## Data for processing
++++

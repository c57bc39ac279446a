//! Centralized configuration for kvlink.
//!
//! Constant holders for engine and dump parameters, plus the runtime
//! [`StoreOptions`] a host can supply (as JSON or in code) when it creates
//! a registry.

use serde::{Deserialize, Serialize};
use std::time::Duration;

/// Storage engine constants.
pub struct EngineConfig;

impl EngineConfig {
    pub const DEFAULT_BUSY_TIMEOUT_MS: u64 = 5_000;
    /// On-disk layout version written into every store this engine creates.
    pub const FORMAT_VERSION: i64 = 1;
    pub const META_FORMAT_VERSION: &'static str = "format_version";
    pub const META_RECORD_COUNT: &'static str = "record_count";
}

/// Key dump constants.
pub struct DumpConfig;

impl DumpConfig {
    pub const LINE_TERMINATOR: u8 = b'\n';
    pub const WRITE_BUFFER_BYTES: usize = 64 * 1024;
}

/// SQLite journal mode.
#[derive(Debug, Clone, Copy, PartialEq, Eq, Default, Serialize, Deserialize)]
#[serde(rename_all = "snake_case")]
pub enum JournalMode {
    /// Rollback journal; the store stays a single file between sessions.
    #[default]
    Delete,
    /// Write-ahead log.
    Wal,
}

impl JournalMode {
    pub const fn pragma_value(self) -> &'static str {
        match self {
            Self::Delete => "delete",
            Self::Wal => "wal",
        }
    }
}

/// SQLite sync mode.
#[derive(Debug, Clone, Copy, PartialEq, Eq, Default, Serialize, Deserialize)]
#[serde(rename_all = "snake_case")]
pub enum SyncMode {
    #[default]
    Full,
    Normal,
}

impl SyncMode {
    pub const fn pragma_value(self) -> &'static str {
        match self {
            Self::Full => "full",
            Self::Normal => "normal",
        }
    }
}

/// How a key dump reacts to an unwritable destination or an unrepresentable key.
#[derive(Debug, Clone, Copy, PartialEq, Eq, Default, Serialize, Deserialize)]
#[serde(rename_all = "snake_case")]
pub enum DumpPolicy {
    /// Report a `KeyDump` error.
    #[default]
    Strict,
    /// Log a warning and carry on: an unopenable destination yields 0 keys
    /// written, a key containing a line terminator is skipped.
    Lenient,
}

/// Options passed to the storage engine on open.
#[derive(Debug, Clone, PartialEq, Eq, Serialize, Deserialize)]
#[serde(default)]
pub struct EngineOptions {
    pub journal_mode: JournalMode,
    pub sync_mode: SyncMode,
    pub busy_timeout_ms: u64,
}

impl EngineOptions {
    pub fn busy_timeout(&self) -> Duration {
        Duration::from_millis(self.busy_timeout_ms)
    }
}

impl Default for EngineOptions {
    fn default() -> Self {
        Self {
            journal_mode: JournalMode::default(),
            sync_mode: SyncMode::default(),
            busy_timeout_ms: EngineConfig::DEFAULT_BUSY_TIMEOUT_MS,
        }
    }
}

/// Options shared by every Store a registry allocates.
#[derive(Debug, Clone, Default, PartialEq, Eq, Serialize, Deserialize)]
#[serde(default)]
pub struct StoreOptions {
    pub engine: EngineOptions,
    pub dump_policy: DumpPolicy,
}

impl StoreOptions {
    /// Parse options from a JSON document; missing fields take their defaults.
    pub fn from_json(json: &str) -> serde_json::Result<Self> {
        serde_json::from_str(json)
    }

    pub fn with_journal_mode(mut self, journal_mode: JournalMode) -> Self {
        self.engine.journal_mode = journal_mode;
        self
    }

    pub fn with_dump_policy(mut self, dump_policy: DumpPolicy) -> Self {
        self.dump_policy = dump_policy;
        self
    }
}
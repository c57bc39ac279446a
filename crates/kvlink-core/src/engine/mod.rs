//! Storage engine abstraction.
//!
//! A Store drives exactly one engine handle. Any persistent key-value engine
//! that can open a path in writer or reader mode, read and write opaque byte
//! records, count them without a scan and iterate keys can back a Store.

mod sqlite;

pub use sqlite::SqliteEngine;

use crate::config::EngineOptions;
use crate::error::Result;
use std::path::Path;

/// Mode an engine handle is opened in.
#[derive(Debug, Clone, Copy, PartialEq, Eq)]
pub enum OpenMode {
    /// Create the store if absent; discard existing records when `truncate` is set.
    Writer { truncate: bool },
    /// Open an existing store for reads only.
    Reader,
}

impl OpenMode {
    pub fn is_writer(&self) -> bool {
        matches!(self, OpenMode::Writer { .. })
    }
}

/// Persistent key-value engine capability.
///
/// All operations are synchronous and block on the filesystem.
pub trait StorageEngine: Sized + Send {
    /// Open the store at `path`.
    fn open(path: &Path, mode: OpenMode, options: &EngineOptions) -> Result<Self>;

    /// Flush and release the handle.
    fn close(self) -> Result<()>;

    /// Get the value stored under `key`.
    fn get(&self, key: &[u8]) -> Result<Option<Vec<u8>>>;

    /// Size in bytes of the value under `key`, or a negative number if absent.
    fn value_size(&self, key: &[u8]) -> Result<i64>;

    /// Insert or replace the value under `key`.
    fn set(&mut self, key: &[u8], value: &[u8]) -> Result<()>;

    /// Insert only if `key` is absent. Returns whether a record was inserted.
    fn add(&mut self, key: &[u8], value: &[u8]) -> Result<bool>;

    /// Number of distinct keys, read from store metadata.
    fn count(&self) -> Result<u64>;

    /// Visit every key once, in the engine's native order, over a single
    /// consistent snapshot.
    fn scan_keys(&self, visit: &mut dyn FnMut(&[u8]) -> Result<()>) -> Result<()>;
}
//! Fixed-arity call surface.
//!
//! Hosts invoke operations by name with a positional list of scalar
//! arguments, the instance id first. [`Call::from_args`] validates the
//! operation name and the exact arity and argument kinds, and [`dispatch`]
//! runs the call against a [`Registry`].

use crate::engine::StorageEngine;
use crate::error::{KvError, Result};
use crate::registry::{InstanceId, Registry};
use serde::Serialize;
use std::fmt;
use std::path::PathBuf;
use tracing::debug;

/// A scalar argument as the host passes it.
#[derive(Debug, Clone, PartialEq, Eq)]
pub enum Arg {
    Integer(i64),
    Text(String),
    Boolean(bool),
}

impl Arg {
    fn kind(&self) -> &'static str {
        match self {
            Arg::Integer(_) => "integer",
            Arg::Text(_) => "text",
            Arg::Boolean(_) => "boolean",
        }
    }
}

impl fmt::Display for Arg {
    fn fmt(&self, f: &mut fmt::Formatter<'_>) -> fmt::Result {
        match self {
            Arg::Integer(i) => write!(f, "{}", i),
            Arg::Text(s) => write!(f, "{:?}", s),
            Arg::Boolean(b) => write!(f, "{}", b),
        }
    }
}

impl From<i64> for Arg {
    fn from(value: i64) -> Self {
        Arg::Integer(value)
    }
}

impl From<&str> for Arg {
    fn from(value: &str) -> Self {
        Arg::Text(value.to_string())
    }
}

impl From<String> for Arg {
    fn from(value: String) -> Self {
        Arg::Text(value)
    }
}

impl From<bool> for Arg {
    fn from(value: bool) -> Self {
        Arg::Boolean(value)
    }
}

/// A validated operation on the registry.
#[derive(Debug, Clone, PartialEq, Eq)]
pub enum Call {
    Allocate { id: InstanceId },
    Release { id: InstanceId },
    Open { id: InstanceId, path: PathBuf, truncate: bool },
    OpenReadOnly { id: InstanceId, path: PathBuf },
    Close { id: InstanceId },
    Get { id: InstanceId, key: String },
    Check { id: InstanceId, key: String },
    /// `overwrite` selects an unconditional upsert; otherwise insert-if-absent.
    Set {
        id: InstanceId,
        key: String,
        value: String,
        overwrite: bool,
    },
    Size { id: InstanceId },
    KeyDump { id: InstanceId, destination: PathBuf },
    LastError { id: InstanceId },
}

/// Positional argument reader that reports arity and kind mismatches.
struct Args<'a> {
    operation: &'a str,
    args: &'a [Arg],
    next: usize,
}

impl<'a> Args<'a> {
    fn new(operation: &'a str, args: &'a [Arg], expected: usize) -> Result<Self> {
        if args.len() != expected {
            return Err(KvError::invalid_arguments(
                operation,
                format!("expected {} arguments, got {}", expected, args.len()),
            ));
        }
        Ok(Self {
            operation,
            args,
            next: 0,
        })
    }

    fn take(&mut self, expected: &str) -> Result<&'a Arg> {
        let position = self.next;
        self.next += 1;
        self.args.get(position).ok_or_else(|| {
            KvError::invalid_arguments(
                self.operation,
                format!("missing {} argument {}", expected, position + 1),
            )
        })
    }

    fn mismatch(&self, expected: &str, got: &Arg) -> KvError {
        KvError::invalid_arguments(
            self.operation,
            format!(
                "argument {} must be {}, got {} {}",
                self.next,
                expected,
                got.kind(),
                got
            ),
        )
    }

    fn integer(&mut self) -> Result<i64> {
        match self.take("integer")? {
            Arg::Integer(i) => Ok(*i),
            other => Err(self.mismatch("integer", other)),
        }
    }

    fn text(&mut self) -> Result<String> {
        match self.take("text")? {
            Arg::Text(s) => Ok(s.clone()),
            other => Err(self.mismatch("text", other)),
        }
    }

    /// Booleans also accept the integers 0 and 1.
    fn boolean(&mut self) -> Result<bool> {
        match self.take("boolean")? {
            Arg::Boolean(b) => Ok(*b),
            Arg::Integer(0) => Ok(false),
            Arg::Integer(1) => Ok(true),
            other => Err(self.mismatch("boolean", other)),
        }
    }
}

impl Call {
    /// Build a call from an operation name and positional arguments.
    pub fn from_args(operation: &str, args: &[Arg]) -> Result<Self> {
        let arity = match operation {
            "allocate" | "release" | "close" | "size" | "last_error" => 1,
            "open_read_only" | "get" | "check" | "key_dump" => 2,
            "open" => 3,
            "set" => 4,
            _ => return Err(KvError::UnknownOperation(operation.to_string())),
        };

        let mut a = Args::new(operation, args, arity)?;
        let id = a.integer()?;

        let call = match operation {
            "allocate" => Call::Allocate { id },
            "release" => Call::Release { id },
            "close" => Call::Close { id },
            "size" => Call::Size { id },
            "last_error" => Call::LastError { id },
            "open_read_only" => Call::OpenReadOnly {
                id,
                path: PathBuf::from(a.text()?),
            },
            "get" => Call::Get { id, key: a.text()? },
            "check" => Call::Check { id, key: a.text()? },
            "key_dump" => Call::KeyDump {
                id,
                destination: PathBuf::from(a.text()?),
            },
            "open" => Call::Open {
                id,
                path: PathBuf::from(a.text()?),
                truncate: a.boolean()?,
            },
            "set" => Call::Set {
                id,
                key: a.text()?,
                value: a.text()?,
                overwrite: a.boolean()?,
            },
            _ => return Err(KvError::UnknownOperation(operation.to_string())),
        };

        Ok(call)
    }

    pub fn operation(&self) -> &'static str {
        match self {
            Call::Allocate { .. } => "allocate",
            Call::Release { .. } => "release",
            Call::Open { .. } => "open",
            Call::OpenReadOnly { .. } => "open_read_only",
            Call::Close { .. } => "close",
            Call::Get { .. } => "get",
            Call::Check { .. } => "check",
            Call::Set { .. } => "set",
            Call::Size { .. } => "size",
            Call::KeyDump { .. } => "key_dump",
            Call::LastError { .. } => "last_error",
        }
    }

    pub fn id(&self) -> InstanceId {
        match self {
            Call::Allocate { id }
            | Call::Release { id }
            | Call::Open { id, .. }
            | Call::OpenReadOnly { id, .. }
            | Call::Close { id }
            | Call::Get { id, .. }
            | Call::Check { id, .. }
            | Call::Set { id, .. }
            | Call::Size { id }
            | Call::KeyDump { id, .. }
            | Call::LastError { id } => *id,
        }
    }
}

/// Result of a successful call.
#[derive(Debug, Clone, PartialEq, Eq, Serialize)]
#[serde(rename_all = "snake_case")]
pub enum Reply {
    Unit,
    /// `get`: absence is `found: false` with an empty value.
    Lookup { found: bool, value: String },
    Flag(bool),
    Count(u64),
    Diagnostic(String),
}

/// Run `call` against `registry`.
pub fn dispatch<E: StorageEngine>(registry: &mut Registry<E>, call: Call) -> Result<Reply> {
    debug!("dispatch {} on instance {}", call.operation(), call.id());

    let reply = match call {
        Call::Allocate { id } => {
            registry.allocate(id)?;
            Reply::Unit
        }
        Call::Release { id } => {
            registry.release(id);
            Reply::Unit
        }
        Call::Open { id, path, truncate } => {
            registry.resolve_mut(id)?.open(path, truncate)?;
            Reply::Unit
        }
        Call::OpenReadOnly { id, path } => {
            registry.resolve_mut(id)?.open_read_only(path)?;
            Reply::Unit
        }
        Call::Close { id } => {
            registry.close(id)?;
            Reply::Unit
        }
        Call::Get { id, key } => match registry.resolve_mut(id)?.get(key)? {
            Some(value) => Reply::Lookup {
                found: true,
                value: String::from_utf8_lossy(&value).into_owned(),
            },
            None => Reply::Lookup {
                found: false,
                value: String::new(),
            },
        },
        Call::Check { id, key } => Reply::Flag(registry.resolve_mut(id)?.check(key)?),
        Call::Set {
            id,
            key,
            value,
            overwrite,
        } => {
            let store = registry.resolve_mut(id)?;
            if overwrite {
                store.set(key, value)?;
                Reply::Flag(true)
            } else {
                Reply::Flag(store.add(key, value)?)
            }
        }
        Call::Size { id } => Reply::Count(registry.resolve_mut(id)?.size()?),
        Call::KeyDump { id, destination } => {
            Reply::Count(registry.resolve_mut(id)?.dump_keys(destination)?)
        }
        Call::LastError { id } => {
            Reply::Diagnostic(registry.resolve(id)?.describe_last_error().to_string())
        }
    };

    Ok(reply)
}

++++

## Exercise instructions
Return exactly, and only, the lines above starting at the line that contains "terminator is skipped." and ending at the line that contains "pub struct EngineOptions".

## Response for this exercise
    /// written, a key containing a line terminator is skipped.
    Lenient,
}

/// Options passed to the storage engine on open.
#[derive(Debug, Clone, PartialEq, Eq, Serialize, Deserialize)]
#[serde(default)]
pub struct EngineOptions {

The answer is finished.